Try it:
Scan the records below, and wherever a line has the word "writer", pull it out.

Dataset items:

- Opening Delimiter -

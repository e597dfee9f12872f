//! Named fixture files with their expected header parameters.
//!
//! Each fixture is generated by a builder over [`crate::writer`], kept
//! zstd-compressed once built, and handed out through a decompressing
//! reader, so tests read fixtures the same way the CLI reads `.zst` files.

use std::io::{self, Read};
use std::sync::OnceLock;

use fbsdf_wire::HeaderFlags;

use crate::writer::{
    BsdfData, FileOptions, make_bsdf_file, make_empty_bsdf_file, make_minimal_bsdf_file,
};

const COMPRESSION_LEVEL: i32 = 3;

/// Header values a fixture is expected to report.
#[derive(Clone, Copy, Debug, PartialEq)]
pub struct FixtureParams {
    pub is_bsdf: bool,
    pub uses_harmonic_extrapolation: bool,
    pub num_elevational_samples: u32,
    pub num_basis_functions: u32,
    pub num_coefficients: u32,
    pub num_color_channels: u32,
    pub longest_series_length: u32,
    pub num_parameters: u32,
    pub num_parameter_values: u32,
    pub metadata_size_bytes: u32,
    pub index_of_refraction: f32,
    pub roughness_top: f32,
    pub roughness_bottom: f32,
}

impl FixtureParams {
    pub fn flags(&self) -> HeaderFlags {
        let mut flags = HeaderFlags::NONE;
        if self.is_bsdf {
            flags = flags | HeaderFlags::IS_BSDF;
        }
        if self.uses_harmonic_extrapolation {
            flags = flags | HeaderFlags::USES_HARMONIC_EXTRAPOLATION;
        }
        flags
    }
}

#[derive(Debug)]
pub struct Fixture {
    pub name: &'static str,
    pub params: FixtureParams,
    build: fn() -> Vec<u8>,
    compressed: OnceLock<Vec<u8>>,
}

impl Fixture {
    /// The uncompressed file.
    pub fn bytes(&self) -> Vec<u8> {
        (self.build)()
    }

    /// The zstd-compressed file, built on first use.
    pub fn compressed(&self) -> io::Result<&[u8]> {
        if let Some(bytes) = self.compressed.get() {
            return Ok(bytes);
        }
        let bytes = zstd::encode_all(self.bytes().as_slice(), COMPRESSION_LEVEL)?;
        Ok(self.compressed.get_or_init(|| bytes))
    }

    /// A reader yielding the uncompressed file.
    pub fn open(&'static self) -> io::Result<impl Read + 'static> {
        zstd::Decoder::new(self.compressed()?)
    }
}

/// Every registered fixture.
pub static FIXTURES: [Fixture; 6] = [
    Fixture {
        name: "empty",
        params: FixtureParams {
            is_bsdf: true,
            uses_harmonic_extrapolation: false,
            num_elevational_samples: 0,
            num_basis_functions: 0,
            num_coefficients: 0,
            num_color_channels: 0,
            longest_series_length: 0,
            num_parameters: 0,
            num_parameter_values: 0,
            metadata_size_bytes: 0,
            index_of_refraction: 1.0,
            roughness_top: 1.0,
            roughness_bottom: 1.0,
        },
        build: || make_empty_bsdf_file(1.0, 1.0, 1.0),
        compressed: OnceLock::new(),
    },
    Fixture {
        name: "minimal",
        params: FixtureParams {
            is_bsdf: true,
            uses_harmonic_extrapolation: false,
            num_elevational_samples: 1,
            num_basis_functions: 1,
            num_coefficients: 1,
            num_color_channels: 1,
            longest_series_length: 1,
            num_parameters: 1,
            num_parameter_values: 1,
            metadata_size_bytes: 4,
            index_of_refraction: 1.0,
            roughness_top: 1.0,
            roughness_bottom: 1.0,
        },
        build: || make_minimal_bsdf_file(1.0, 1.0, 1.0),
        compressed: OnceLock::new(),
    },
    Fixture {
        name: "rgb_grid",
        params: FixtureParams {
            is_bsdf: true,
            uses_harmonic_extrapolation: false,
            num_elevational_samples: 5,
            num_basis_functions: 1,
            num_coefficients: 150,
            num_color_channels: 3,
            longest_series_length: 3,
            num_parameters: 0,
            num_parameter_values: 0,
            metadata_size_bytes: 8,
            index_of_refraction: 1.0,
            roughness_top: 0.1,
            roughness_bottom: 0.1,
        },
        build: build_rgb_grid,
        compressed: OnceLock::new(),
    },
    Fixture {
        name: "mono_glass",
        params: FixtureParams {
            is_bsdf: true,
            uses_harmonic_extrapolation: false,
            num_elevational_samples: 6,
            num_basis_functions: 1,
            num_coefficients: 91,
            num_color_channels: 1,
            longest_series_length: 6,
            num_parameters: 0,
            num_parameter_values: 0,
            metadata_size_bytes: 20,
            index_of_refraction: 1.5046,
            roughness_top: 0.2,
            roughness_bottom: 0.2,
        },
        build: build_mono_glass,
        compressed: OnceLock::new(),
    },
    Fixture {
        name: "textured",
        params: FixtureParams {
            is_bsdf: true,
            uses_harmonic_extrapolation: false,
            num_elevational_samples: 3,
            num_basis_functions: 2,
            num_coefficients: 36,
            num_color_channels: 1,
            longest_series_length: 2,
            num_parameters: 2,
            num_parameter_values: 5,
            metadata_size_bytes: 0,
            index_of_refraction: 1.0,
            roughness_top: 0.5,
            roughness_bottom: 0.25,
        },
        build: build_textured,
        compressed: OnceLock::new(),
    },
    Fixture {
        name: "duplicate_origin",
        params: FixtureParams {
            is_bsdf: true,
            uses_harmonic_extrapolation: false,
            num_elevational_samples: 4,
            num_basis_functions: 1,
            num_coefficients: 16,
            num_color_channels: 1,
            longest_series_length: 1,
            num_parameters: 0,
            num_parameter_values: 0,
            metadata_size_bytes: 0,
            index_of_refraction: 1.0,
            roughness_top: 1.0,
            roughness_bottom: 1.0,
        },
        build: build_duplicate_origin,
        compressed: OnceLock::new(),
    },
];

/// Look a fixture up by name.
pub fn fixture(name: &str) -> Option<&'static Fixture> {
    FIXTURES.iter().find(|f| f.name == name)
}

/// Open a fixture by name as a decompressing reader.
///
/// # Errors
///
/// [`io::ErrorKind::NotFound`] for an unknown name, or any zstd error.
pub fn open_fixture(name: &str) -> io::Result<impl Read + 'static> {
    let fixture = fixture(name).ok_or_else(|| {
        io::Error::new(io::ErrorKind::NotFound, format!("no fixture named {name:?}"))
    })?;
    fixture.open()
}

// ── Builders ──────────────────────────────────────────────────────────────────

/// Evenly spaced row `[0, 1/(n-1), ..., 1]`, a valid CDF row for any `n`.
fn cdf_row(data: &mut BsdfData, basis_function: usize, y: usize) {
    let n = data.elevational_samples().len();
    for x in 0..n {
        let value = if n > 1 { x as f32 / (n - 1) as f32 } else { 0.0 };
        data.set_cdf(basis_function, x, y, value);
    }
}

fn fill_cdf(data: &mut BsdfData) {
    let n = data.elevational_samples().len();
    for basis_function in 0..data.num_basis_functions() {
        for y in 0..n {
            cdf_row(data, basis_function, y);
        }
    }
}

fn build_rgb_grid() -> Vec<u8> {
    let mut data = BsdfData::new(vec![-1.0, -0.5, 0.0, 0.5, 1.0], 1, 3);
    for y in 0..5 {
        for x in 0..5 {
            let length = 1 + (x + y) % 3;
            for channel in 0..3 {
                for order in 0..length {
                    let value = (channel + 1) as f32 / (order + 1) as f32;
                    data.add_coefficient(0, channel, x, y, value);
                }
            }
        }
    }
    fill_cdf(&mut data);
    make_bsdf_file(
        &data,
        &FileOptions {
            metadata: b"rgb grid".to_vec(),
            ..FileOptions::with_optics(1.0, 0.1, 0.1)
        },
    )
}

fn build_mono_glass() -> Vec<u8> {
    let mut data = BsdfData::new(vec![-1.0, -0.5, -0.1, 0.1, 0.5, 1.0], 1, 1);
    for y in 0..6 {
        for x in 0..6 {
            for order in 0..=x.min(y) {
                data.add_coefficient(0, 0, x, y, 0.5f32.powi(order as i32));
            }
        }
    }
    fill_cdf(&mut data);
    make_bsdf_file(
        &data,
        &FileOptions {
            metadata: b"alpha=0.2 eta=1.5046".to_vec(),
            ..FileOptions::with_optics(1.5046, 0.2, 0.2)
        },
    )
}

fn build_textured() -> Vec<u8> {
    let mut data = BsdfData::new(vec![-1.0, 0.0, 1.0], 2, 1);
    for y in 0..3 {
        for x in 0..3 {
            for basis_function in 0..2 {
                data.add_coefficient(basis_function, 0, x, y, 1.0);
                data.add_coefficient(basis_function, 0, x, y, 0.25);
            }
        }
    }
    fill_cdf(&mut data);
    make_bsdf_file(
        &data,
        &FileOptions {
            parameter_sample_counts: vec![2, 3],
            parameter_values: vec![0.0, 1.0, 0.0, 0.5, 1.0],
            ..FileOptions::with_optics(1.0, 0.5, 0.25)
        },
    )
}

fn build_duplicate_origin() -> Vec<u8> {
    let mut data = BsdfData::new(vec![-1.0, 0.0, 0.0, 1.0], 1, 1);
    for y in 0..4 {
        for x in 0..4 {
            data.add_coefficient(0, 0, x, y, 1.0);
        }
    }
    fill_cdf(&mut data);
    make_bsdf_file(&data, &FileOptions::default())
}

- Closing Delimiter -

Solution to this exercise:
//! Each fixture is generated by a builder over [`crate::writer`], kept
use crate::writer::{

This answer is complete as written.